_WHAT YOU WILL DO_
Wherever the line with "their classified forms" sits in the listing below, transcribe from it up to and including the line with "impl fmt::Display for PlayerId", exactly, and leave the remaining lines out.

START THE RECORDS

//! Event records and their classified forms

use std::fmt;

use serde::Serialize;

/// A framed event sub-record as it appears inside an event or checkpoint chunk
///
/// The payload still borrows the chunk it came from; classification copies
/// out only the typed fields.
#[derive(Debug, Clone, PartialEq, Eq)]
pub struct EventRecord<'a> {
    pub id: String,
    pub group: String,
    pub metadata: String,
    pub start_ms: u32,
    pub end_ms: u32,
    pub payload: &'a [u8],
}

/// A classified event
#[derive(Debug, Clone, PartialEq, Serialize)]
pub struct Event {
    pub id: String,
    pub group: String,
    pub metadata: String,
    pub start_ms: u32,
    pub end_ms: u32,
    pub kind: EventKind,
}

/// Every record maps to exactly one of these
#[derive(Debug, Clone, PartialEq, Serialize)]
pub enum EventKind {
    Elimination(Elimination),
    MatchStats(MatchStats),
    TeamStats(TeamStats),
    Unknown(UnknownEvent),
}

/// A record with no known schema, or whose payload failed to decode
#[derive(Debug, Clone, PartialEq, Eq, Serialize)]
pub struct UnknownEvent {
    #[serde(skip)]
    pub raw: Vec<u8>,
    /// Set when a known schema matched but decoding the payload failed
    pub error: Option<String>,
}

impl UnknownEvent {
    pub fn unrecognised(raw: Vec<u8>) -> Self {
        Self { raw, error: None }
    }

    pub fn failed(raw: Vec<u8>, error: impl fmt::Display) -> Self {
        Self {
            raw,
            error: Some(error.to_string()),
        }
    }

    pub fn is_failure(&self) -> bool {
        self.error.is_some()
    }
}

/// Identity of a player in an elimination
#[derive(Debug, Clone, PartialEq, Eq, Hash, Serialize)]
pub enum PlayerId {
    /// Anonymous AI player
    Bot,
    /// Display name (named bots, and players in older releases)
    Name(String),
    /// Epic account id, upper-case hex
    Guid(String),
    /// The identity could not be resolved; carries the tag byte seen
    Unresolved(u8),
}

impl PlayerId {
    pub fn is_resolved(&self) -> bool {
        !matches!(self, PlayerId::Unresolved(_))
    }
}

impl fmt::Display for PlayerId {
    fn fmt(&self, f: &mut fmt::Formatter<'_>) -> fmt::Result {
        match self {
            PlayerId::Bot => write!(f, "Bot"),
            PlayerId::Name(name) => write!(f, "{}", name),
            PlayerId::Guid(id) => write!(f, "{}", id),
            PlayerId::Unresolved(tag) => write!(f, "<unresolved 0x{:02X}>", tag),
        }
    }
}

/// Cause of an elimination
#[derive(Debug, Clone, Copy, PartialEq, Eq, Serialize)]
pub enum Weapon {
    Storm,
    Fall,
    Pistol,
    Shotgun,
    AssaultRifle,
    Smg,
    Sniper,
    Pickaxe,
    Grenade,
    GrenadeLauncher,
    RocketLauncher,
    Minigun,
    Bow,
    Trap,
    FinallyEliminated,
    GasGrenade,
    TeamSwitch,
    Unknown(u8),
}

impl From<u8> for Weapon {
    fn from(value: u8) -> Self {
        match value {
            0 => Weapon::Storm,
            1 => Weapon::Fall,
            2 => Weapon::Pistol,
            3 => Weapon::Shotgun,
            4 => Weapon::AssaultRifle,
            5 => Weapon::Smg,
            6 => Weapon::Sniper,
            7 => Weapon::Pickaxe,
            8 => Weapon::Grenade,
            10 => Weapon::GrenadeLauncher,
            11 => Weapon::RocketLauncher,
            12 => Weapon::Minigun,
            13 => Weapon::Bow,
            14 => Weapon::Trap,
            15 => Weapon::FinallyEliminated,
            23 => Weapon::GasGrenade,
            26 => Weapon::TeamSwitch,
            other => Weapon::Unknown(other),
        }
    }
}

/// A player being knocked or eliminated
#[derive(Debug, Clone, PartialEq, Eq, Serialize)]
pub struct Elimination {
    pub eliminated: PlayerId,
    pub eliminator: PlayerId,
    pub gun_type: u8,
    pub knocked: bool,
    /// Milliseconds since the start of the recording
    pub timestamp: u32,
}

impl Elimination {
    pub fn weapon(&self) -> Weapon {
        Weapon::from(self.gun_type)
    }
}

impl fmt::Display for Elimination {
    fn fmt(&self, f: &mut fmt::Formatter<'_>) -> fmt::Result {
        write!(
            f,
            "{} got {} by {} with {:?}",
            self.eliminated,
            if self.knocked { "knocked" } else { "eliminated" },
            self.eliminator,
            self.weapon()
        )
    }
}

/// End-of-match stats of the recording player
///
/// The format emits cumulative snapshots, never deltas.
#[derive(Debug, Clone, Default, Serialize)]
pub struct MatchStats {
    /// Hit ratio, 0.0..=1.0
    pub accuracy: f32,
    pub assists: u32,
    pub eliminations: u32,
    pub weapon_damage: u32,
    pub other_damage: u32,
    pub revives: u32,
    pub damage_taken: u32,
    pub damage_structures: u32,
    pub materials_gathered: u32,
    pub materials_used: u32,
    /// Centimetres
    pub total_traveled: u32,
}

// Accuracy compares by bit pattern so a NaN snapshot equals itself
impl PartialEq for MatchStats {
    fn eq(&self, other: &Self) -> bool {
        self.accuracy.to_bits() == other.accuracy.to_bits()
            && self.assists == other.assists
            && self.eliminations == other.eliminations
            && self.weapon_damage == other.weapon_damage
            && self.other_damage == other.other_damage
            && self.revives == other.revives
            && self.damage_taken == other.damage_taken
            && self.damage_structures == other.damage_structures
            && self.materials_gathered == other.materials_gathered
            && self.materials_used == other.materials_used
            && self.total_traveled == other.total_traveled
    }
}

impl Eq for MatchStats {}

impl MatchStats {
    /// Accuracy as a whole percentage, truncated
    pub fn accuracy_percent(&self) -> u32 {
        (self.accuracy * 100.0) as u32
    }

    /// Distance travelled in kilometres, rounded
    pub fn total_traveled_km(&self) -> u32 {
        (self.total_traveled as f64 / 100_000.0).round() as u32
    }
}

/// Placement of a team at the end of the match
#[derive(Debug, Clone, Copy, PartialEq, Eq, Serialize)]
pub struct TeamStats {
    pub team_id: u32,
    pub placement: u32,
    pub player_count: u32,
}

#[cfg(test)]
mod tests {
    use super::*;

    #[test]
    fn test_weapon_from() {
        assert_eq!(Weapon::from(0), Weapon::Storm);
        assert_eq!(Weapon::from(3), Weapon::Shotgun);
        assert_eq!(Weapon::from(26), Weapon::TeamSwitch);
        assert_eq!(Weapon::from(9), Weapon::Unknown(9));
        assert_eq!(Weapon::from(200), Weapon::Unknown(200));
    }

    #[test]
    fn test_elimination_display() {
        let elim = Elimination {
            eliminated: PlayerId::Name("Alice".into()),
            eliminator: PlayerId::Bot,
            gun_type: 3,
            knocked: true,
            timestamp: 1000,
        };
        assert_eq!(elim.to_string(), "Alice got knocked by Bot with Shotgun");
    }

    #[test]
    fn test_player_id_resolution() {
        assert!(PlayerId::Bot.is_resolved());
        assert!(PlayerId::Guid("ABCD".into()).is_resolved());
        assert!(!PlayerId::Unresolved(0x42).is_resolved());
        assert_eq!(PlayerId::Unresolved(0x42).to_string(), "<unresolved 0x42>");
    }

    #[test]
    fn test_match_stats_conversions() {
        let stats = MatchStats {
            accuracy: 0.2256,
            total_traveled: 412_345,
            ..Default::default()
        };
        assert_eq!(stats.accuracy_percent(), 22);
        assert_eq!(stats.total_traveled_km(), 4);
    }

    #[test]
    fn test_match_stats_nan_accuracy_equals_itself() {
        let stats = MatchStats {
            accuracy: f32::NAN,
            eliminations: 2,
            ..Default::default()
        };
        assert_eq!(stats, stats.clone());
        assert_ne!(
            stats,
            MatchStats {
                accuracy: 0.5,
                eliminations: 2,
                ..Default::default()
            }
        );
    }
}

END THE RECORDS
START THE RECORDS

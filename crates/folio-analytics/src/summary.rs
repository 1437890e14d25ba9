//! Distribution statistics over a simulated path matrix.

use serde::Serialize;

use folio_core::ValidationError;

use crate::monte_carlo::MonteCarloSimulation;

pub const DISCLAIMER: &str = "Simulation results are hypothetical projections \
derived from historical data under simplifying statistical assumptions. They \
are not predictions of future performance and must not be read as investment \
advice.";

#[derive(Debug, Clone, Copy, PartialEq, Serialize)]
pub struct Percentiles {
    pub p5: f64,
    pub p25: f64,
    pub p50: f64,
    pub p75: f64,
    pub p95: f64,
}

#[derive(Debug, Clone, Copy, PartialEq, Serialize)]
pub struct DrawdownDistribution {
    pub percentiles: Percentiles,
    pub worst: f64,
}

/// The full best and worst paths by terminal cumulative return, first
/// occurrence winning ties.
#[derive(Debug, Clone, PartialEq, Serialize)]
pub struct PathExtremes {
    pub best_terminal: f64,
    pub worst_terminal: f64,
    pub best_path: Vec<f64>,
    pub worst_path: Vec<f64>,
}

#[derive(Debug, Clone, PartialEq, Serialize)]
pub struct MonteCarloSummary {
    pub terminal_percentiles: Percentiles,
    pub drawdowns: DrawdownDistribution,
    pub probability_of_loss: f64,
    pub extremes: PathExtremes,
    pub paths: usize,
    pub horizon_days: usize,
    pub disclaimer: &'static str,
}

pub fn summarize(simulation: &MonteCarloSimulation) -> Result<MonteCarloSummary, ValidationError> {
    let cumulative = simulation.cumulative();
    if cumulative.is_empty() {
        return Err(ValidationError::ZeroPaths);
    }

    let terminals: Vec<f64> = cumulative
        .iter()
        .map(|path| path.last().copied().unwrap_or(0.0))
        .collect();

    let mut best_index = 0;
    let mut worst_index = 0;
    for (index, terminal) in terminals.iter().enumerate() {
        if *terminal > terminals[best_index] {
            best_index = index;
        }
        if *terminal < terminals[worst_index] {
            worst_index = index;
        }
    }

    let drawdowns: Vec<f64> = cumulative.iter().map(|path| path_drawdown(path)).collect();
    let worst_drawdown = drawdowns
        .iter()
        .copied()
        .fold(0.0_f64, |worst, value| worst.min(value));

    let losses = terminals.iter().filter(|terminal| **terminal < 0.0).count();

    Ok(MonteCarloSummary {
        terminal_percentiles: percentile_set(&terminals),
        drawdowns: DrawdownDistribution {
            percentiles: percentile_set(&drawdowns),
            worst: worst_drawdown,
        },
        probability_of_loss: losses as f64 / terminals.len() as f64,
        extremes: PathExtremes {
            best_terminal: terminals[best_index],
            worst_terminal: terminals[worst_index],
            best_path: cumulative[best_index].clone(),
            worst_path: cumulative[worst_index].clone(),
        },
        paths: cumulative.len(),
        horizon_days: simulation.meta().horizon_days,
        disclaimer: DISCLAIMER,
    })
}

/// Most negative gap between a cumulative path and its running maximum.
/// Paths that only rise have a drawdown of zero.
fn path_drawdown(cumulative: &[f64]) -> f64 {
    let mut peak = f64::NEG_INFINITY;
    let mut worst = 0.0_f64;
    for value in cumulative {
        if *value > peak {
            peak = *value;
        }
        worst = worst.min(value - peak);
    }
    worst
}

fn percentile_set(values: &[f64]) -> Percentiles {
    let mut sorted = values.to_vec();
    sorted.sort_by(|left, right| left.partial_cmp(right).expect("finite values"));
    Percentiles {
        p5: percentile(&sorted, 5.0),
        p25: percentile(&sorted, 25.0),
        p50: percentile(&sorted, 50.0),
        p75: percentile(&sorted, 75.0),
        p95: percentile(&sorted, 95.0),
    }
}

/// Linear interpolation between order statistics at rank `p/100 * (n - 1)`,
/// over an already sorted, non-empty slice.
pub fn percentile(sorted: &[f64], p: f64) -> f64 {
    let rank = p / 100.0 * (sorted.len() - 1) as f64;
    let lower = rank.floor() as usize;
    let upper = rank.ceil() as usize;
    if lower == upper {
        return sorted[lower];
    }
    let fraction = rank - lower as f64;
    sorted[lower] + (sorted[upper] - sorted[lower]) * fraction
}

END THE RECORDS
START THE RECORDS

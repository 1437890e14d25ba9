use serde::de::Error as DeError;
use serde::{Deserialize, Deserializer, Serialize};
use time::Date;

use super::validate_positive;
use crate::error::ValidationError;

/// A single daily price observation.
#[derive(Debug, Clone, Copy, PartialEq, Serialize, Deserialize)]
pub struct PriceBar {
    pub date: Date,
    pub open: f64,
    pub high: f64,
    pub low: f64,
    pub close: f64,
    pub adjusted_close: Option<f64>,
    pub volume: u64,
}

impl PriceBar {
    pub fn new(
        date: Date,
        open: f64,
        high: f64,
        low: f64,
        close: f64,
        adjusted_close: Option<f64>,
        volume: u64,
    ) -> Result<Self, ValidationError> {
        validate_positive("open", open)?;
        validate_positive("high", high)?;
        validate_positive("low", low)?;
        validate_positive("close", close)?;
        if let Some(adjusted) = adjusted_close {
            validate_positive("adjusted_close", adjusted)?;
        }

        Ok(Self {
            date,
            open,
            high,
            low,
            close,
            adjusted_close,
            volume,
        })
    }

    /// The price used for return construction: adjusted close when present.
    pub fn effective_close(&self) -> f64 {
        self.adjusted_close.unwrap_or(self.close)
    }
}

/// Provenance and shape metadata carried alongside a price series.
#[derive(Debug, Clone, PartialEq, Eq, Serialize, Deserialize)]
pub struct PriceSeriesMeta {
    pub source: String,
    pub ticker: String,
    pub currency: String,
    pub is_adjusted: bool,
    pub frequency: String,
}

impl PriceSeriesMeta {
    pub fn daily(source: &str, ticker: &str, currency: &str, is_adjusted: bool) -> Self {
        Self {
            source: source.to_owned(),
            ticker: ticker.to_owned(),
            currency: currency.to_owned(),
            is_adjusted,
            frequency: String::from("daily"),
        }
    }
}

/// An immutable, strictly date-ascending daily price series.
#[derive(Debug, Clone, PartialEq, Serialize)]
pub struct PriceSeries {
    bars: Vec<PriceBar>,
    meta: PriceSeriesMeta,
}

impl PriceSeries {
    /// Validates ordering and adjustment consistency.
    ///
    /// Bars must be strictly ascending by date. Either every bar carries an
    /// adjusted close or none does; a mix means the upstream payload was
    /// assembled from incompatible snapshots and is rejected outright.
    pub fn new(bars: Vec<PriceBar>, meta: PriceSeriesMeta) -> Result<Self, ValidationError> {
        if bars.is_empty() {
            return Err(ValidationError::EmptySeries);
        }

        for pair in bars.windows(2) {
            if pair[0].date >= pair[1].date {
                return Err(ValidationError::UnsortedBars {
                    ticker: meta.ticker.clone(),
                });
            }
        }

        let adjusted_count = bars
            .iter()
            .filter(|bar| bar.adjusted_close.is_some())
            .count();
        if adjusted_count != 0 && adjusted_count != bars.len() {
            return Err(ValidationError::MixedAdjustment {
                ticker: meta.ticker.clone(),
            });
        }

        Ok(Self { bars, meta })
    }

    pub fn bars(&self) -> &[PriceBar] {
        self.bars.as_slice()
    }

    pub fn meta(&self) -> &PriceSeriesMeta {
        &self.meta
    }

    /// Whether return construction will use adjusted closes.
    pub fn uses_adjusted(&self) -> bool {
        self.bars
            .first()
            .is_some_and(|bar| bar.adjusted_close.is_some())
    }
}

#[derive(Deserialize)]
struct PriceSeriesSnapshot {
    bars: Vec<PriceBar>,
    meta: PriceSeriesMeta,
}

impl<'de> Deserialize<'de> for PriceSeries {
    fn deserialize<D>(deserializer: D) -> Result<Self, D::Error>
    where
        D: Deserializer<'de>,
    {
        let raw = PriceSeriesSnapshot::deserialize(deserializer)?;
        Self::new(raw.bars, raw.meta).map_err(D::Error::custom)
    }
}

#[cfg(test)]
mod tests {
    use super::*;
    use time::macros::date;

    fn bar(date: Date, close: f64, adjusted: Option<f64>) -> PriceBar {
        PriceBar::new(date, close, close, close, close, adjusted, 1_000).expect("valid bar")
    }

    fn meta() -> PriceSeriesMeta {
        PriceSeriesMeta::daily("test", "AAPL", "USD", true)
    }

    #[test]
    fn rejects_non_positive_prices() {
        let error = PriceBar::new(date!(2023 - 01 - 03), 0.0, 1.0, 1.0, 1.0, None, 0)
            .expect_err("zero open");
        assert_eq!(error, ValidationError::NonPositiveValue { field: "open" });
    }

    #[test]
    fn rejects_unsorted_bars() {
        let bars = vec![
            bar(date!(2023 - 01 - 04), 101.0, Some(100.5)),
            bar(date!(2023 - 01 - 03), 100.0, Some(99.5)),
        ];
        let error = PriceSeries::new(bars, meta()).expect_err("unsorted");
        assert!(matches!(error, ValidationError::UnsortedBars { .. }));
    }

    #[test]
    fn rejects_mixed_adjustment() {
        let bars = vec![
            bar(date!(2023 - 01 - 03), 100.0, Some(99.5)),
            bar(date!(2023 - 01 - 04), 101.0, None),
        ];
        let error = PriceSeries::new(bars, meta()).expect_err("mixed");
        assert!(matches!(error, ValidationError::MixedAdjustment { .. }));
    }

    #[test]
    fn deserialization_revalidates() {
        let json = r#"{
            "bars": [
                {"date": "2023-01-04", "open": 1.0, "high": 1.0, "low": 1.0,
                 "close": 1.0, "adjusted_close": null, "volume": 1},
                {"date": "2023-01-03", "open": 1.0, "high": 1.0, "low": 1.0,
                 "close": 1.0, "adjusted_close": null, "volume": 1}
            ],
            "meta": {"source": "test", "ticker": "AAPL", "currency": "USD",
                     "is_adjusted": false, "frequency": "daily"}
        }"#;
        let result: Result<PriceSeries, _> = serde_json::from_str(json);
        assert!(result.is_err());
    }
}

END THE RECORDS

_RESPONSE BELOW_
//! Event records and their classified forms

use std::fmt;

use serde::Serialize;

/// A framed event sub-record as it appears inside an event or checkpoint chunk
///
/// The payload still borrows the chunk it came from; classification copies
/// out only the typed fields.
#[derive(Debug, Clone, PartialEq, Eq)]
pub struct EventRecord<'a> {
    pub id: String,
    pub group: String,
    pub metadata: String,
    pub start_ms: u32,
    pub end_ms: u32,
    pub payload: &'a [u8],
}

/// A classified event
#[derive(Debug, Clone, PartialEq, Serialize)]
pub struct Event {
    pub id: String,
    pub group: String,
    pub metadata: String,
    pub start_ms: u32,
    pub end_ms: u32,
    pub kind: EventKind,
}

/// Every record maps to exactly one of these
#[derive(Debug, Clone, PartialEq, Serialize)]
pub enum EventKind {
    Elimination(Elimination),
    MatchStats(MatchStats),
    TeamStats(TeamStats),
    Unknown(UnknownEvent),
}

/// A record with no known schema, or whose payload failed to decode
#[derive(Debug, Clone, PartialEq, Eq, Serialize)]
pub struct UnknownEvent {
    #[serde(skip)]
    pub raw: Vec<u8>,
    /// Set when a known schema matched but decoding the payload failed
    pub error: Option<String>,
}

impl UnknownEvent {
    pub fn unrecognised(raw: Vec<u8>) -> Self {
        Self { raw, error: None }
    }

    pub fn failed(raw: Vec<u8>, error: impl fmt::Display) -> Self {
        Self {
            raw,
            error: Some(error.to_string()),
        }
    }

    pub fn is_failure(&self) -> bool {
        self.error.is_some()
    }
}

/// Identity of a player in an elimination
#[derive(Debug, Clone, PartialEq, Eq, Hash, Serialize)]
pub enum PlayerId {
    /// Anonymous AI player
    Bot,
    /// Display name (named bots, and players in older releases)
    Name(String),
    /// Epic account id, upper-case hex
    Guid(String),
    /// The identity could not be resolved; carries the tag byte seen
    Unresolved(u8),
}

impl PlayerId {
    pub fn is_resolved(&self) -> bool {
        !matches!(self, PlayerId::Unresolved(_))
    }
}

impl fmt::Display for PlayerId {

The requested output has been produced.